GambleAware makes two new additions to board of trustees
Problem-gambling charity GambleAware has made two new additions to its board of trustees as it follows through on its promise to create a board independent of industry figures.
The new trustees are Paul Simpson, CFO and CEO of Surrey & Sussex Healthcare Trust, and Marcantonio Spada, professor of addictive behaviours and mental health at London South Bank University.
The two will replace Alan Jamieson and Brigid Simmonds, who have both retired after completing their terms.
The move completes GambleAware’s aim of having a board composed of figures from outside of the gambling industry.
GambleAware hopes that Simpson will apply his experience from a number of finance roles within NHS Trusts towards healthcare and financial management. Spada has been selected to help contribute towards research around addictive behaviours.

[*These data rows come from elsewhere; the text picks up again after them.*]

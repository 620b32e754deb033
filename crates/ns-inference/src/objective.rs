//! Minimizer-facing objective function.
//!
//! [`FitObjective`] maps a flat parameter vector onto the model, propagates,
//! evaluates and keeps fixed-size bookkeeping (call counter, timers,
//! convergence monitor). Calls are serialized through a mutex: one writer at
//! a time.

use crate::engine::LikelihoodEngine;
use crate::monitor::ConvergenceMonitor;
use ns_core::{AvgTimer, Error, LikelihoodBuffer, ObjectiveFunction, Result};
use ns_propagator::ParameterRef;
use std::fmt;
use std::sync::{Mutex, MutexGuard};
use std::time::{Duration, Instant};

const DEFAULT_LOG_INTERVAL: Duration = Duration::from_secs(5);

/// Bookkeeping snapshot.
#[derive(Debug, Clone, Copy, PartialEq)]
pub struct FitStats {
    /// Objective calls so far
    pub nb_fit_calls: u64,
    /// Time spent inside the objective.
    pub eval_timer: AvgTimer,
    /// Time spent by the minimizer between two calls.
    pub out_timer: AvgTimer,
    /// Calls per second since construction.
    pub iteration_speed: f64,
    /// Last evaluated likelihood
    pub buffer: LikelihoodBuffer,
    /// `total / (nb_bins - nb_free_parameters)`, when the dof is positive.
    pub chi2_per_dof: Option<f64>,
}

impl fmt::Display for FitStats {
    fn fmt(&self, f: &mut fmt::Formatter<'_>) -> fmt::Result {
        write!(
            f,
            "call #{}: total={:.6} stat={:.6} syst={:.6}, eval {}, out {}, {:.1} it/s",
            self.nb_fit_calls,
            self.buffer.total_likelihood,
            self.buffer.stat_likelihood,
            self.buffer.penalty_likelihood,
            self.eval_timer,
            self.out_timer,
            self.iteration_speed
        )?;
        if let Some(chi2) = self.chi2_per_dof {
            write!(f, ", chi2/dof={chi2:.4}")?;
        }
        Ok(())
    }
}

#[derive(Debug)]
struct FitState {
    engine: LikelihoodEngine,
    parameters: Vec<ParameterRef>,
    normalized: bool,
    monitor: ConvergenceMonitor,
    nb_fit_calls: u64,
    eval_timer: AvgTimer,
    out_timer: AvgTimer,
    last_call_end: Option<Instant>,
    start: Instant,
    last_log: Instant,
    log_interval: Duration,
}

impl FitState {
    fn evaluate(&mut self, params: &[f64]) -> Result<f64> {
        if params.len() != self.parameters.len() {
            return Err(Error::Validation(format!(
                "expected {} parameters, got {}",
                self.parameters.len(),
                params.len()
            )));
        }
        let call_start = Instant::now();
        if let Some(end) = self.last_call_end {
            self.out_timer.record(call_start.duration_since(end));
        }

        for (&r, &x) in self.parameters.iter().zip(params) {
            let value = if self.normalized { self.real_value(r, x)? } else { x };
            self.engine.model_mut().parameters_mut().set_parameter_value(r, value)?;
        }
        self.engine.propagate_model()?;
        let total = self.engine.evaluate()?;
        let buffer = *self.engine.buffer();

        self.nb_fit_calls += 1;
        self.monitor.record(buffer.total_likelihood, buffer.stat_likelihood, buffer.penalty_likelihood);
        let end = Instant::now();
        self.eval_timer.record(end.duration_since(call_start));
        self.last_call_end = Some(end);

        if end.duration_since(self.last_log) >= self.log_interval {
            self.last_log = end;
            log::info!("{}", self.stats());
        }

        if !total.is_finite() {
            return Err(Error::Computation(format!(
                "non-finite likelihood at call #{}: stat={}, penalty={}",
                self.nb_fit_calls, buffer.stat_likelihood, buffer.penalty_likelihood
            )));
        }
        Ok(total)
    }

    fn resolve(&self, r: ParameterRef) -> Result<&ns_propagator::Parameter> {
        self.engine
            .model()
            .parameters()
            .parameter(r)
            .ok_or_else(|| Error::Validation(format!("dangling parameter reference {r:?}")))
    }

    fn real_value(&self, r: ParameterRef, normalized: f64) -> Result<f64> {
        Ok(self.resolve(r)?.to_real(normalized))
    }

    fn stats(&self) -> FitStats {
        let elapsed = self.start.elapsed().as_secs_f64();
        let iteration_speed = if elapsed > 0.0 { self.nb_fit_calls as f64 / elapsed } else { 0.0 };
        let buffer = *self.engine.buffer();
        let dof = self.engine.nb_fit_bins() as f64 - self.parameters.len() as f64;
        FitStats {
            nb_fit_calls: self.nb_fit_calls,
            eval_timer: self.eval_timer,
            out_timer: self.out_timer,
            iteration_speed,
            buffer,
            chi2_per_dof: (dof > 0.0).then(|| buffer.total_likelihood / dof),
        }
    }
}

/// Objective function over the enabled, non-fixed model parameters.
#[derive(Debug)]
pub struct FitObjective {
    state: Mutex<FitState>,
}

impl FitObjective {
    /// Wrap an initialized engine.
    ///
    /// The parameter enumeration is frozen here; fixing or enabling
    /// parameters afterwards needs a new objective.
    pub fn new(engine: LikelihoodEngine) -> Result<Self> {
        if !engine.is_initialized() {
            return Err(Error::Usage("fit objective built from an uninitialized engine".into()));
        }
        let parameters = engine.model().parameters().effective_parameters();
        let normalized = engine.config().use_normalized_fit_space;
        let monitor = ConvergenceMonitor::new(engine.config().monitor_history_size);
        log::info!(
            "fit objective: {} parameters, {} bins, {} space",
            parameters.len(),
            engine.nb_fit_bins(),
            if normalized { "normalized" } else { "real" }
        );
        let now = Instant::now();
        Ok(Self {
            state: Mutex::new(FitState {
                engine,
                parameters,
                normalized,
                monitor,
                nb_fit_calls: 0,
                eval_timer: AvgTimer::default(),
                out_timer: AvgTimer::default(),
                last_call_end: None,
                start: now,
                last_log: now,
                log_interval: DEFAULT_LOG_INTERVAL,
            }),
        })
    }

    fn lock(&self) -> Result<MutexGuard<'_, FitState>> {
        self.state
            .lock()
            .map_err(|_| Error::Computation("fit objective poisoned by a panicking call".into()))
    }

    /// Switch between real and normalized parameter space.
    pub fn set_normalized(&self, normalized: bool) -> Result<()> {
        self.lock()?.normalized = normalized;
        Ok(())
    }

    /// True when vectors are in `(x - prior) / sigma` units.
    pub fn is_normalized(&self) -> Result<bool> {
        Ok(self.lock()?.normalized)
    }

    /// Progress log period.
    pub fn set_log_interval(&self, interval: Duration) -> Result<()> {
        self.lock()?.log_interval = interval;
        Ok(())
    }

    /// Names of the driven parameters, in vector order.
    pub fn parameter_names(&self) -> Result<Vec<String>> {
        let state = self.lock()?;
        state
            .parameters
            .iter()
            .map(|&r| state.resolve(r).map(|p| p.name().to_string()))
            .collect()
    }

    /// Current values, in the active space.
    pub fn current_parameters(&self) -> Result<Vec<f64>> {
        let state = self.lock()?;
        state
            .parameters
            .iter()
            .map(|&r| {
                let p = state.resolve(r)?;
                Ok(if state.normalized { p.to_normalized(p.value()) } else { p.value() })
            })
            .collect()
    }

    /// Priors, in the active space.
    pub fn prior_parameters(&self) -> Result<Vec<f64>> {
        let state = self.lock()?;
        state
            .parameters
            .iter()
            .map(|&r| Ok(if state.normalized { 0.0 } else { state.resolve(r)?.prior_value() }))
            .collect()
    }

    /// Bounds, in the active space.
    pub fn bounds(&self) -> Result<Vec<(f64, f64)>> {
        let state = self.lock()?;
        state
            .parameters
            .iter()
            .map(|&r| {
                let p = state.resolve(r)?;
                let (lo, hi) = p.bounds();
                Ok(if state.normalized { (p.to_normalized(lo), p.to_normalized(hi)) } else { (lo, hi) })
            })
            .collect()
    }

    /// Real values -> normalized space.
    pub fn encode(&self, real: &[f64]) -> Result<Vec<f64>> {
        let state = self.lock()?;
        state.parameters.iter().zip(real).map(|(&r, &x)| Ok(state.resolve(r)?.to_normalized(x))).collect()
    }

    /// Normalized space -> real values.
    pub fn decode(&self, normalized: &[f64]) -> Result<Vec<f64>> {
        let state = self.lock()?;
        state.parameters.iter().zip(normalized).map(|(&r, &x)| state.real_value(r, x)).collect()
    }

    /// Bookkeeping snapshot.
    pub fn stats(&self) -> Result<FitStats> {
        Ok(self.lock()?.stats())
    }

    /// Copy of the convergence monitor.
    pub fn monitor(&self) -> Result<ConvergenceMonitor> {
        Ok(self.lock()?.monitor.clone())
    }

    /// Run `f` on the wrapped engine.
    pub fn with_engine<R>(&self, f: impl FnOnce(&LikelihoodEngine) -> R) -> Result<R> {
        Ok(f(&self.lock()?.engine))
    }

    /// Give the engine back.
    pub fn into_engine(self) -> Result<LikelihoodEngine> {
        self.state
            .into_inner()
            .map(|state| state.engine)
            .map_err(|_| Error::Computation("fit objective poisoned by a panicking call".into()))
    }
}

impl ObjectiveFunction for FitObjective {
    fn dim(&self) -> usize {
        self.lock().map(|state| state.parameters.len()).unwrap_or(0)
    }

    fn eval(&self, params: &[f64]) -> Result<f64> {
        self.lock()?.evaluate(params)
    }
}

#[cfg(test)]
mod tests {
    use super::*;
    use approx::assert_relative_eq;
    use ns_core::RunContext;
    use serde_json::json;

    fn engine(normalized: bool) -> LikelihoodEngine {
        let document = json!({
            "useNormalizedFitSpace": normalized,
            "propagatorConfig": {
                "parameterSetList": [{
                    "name": "xsec",
                    "priorCovariance": [[0.04, 0.0, 0.0], [0.0, 0.09, 0.0], [0.0, 0.0, 0.01]],
                    "parameterDefinitions": [
                        { "name": "a", "priorValue": 1.0, "dialSetDefinitions": [{ "applyOnSamples": ["s"] }] },
                        { "name": "b", "priorValue": 1.0 },
                        { "name": "c", "priorValue": 1.0, "isFixed": true }
                    ]
                }],
                "sampleSetConfig": { "sampleList": [
                    { "name": "s", "binning": { "variables": ["x"], "edges": [0.0, 1.0, 2.0, 3.0] } }
                ]}
            },
            "dataSetList": [{
                "name": "A",
                "model": { "events": [
                    { "sample": "s", "variables": { "x": 0.5 }, "weight": 20.0 },
                    { "sample": "s", "variables": { "x": 1.5 }, "weight": 30.0 },
                    { "sample": "s", "variables": { "x": 2.5 }, "weight": 10.0 }
                ]}
            }]
        });
        let mut engine = LikelihoodEngine::new(&document, RunContext::default()).unwrap();
        engine.initialize().unwrap();
        engine
    }

    #[test]
    fn test_uninitialized_engine_is_rejected() {
        let engine = LikelihoodEngine::new(
            &json!({ "propagatorConfig": {} }),
            RunContext::default(),
        )
        .unwrap();
        assert!(matches!(FitObjective::new(engine), Err(Error::Usage(_))));
    }

    #[test]
    fn test_enumeration_skips_fixed() {
        let objective = FitObjective::new(engine(false)).unwrap();
        assert_eq!(objective.dim(), 2);
        assert_eq!(objective.parameter_names().unwrap(), vec!["a", "b"]);
        assert_eq!(objective.prior_parameters().unwrap(), vec![1.0, 1.0]);
    }

    #[test]
    fn test_eval_at_prior_is_zero_and_counts() {
        let objective = FitObjective::new(engine(false)).unwrap();
        assert_eq!(objective.eval(&[1.0, 1.0]).unwrap(), 0.0);
        let shifted = objective.eval(&[1.2, 1.3]).unwrap();
        let stats = objective.stats().unwrap();
        assert_eq!(stats.nb_fit_calls, 2);
        assert_eq!(stats.eval_timer.counts, 2);
        assert_eq!(stats.out_timer.counts, 1);
        assert_relative_eq!(stats.buffer.penalty_likelihood, 2.0, epsilon = 1e-12);
        assert_relative_eq!(stats.chi2_per_dof.unwrap(), shifted, epsilon = 1e-12);
        assert_eq!(objective.monitor().unwrap().total().len(), 2);
    }

    #[test]
    fn test_wrong_length_is_validation_error() {
        let objective = FitObjective::new(engine(false)).unwrap();
        objective.eval(&[1.0, 1.0]).unwrap();
        assert!(matches!(objective.eval(&[1.0]), Err(Error::Validation(_))));
        let stats = objective.stats().unwrap();
        assert_eq!(stats.nb_fit_calls, 1);
        assert_eq!(stats.eval_timer.counts, 1);
        assert_eq!(stats.out_timer.counts, 0, "rejected calls are not timed");
    }

    #[test]
    fn test_normalized_space() {
        let objective = FitObjective::new(engine(true)).unwrap();
        assert!(objective.is_normalized().unwrap());
        objective.eval(&[1.0, -2.0]).unwrap();
        let real = objective.with_engine(|e| {
            e.model().parameters().sets()[0].parameters().iter().map(|p| p.value()).collect::<Vec<_>>()
        });
        let real = real.unwrap();
        assert_relative_eq!(real[0], 1.2, epsilon = 1e-12);
        assert_relative_eq!(real[1], 0.4, epsilon = 1e-12);
        assert_eq!(real[2], 1.0);
        let current = objective.current_parameters().unwrap();
        assert_relative_eq!(current[0], 1.0, epsilon = 1e-12);
        assert_relative_eq!(current[1], -2.0, epsilon = 1e-12);
    }

    #[test]
    fn test_non_finite_total_is_computation_error() {
        let objective = FitObjective::new(engine(false)).unwrap();
        // a zero normalization empties every bin of the only sample while data stays
        assert!(matches!(objective.eval(&[0.0, 1.0]), Err(Error::Computation(_))));
    }
}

Speaking about the new appointments, Kate Lampard, chair of trustees at GambleAware, said:
We are delighted that Marcantonio and Paul have agreed to become trustees of GambleAware. Between them, they bring strong experience in addiction, public health, finance and risk management. Also, I should like to record our thanks to both Alan and Brigid for their hard work as trustees. GambleAware’s Board is now wholly independent of the gambling industry, and we believe this is necessary to secure public trust and confidence given our central role in commissioning research, education and treatment services.– Kate Lampard, GambleAware chair of trustees
Last month, GambleAware announced a new partnership with Citizens Advice, which will train Citizens Advice staff across the country to provide help and assistance to those with gambling problems.
The charity has also seen more donations from the industry, but hasn’t yet reached its £10m annual goal. That should change however, with donations from operators soon to become mandatory and enforced by the UK Gambling Commission.
Citizens Advice has long been calling for more financial support from operators. Back in January, the group called for a mandatory levy on gambling companies to be put towards tackling gambling-related harm.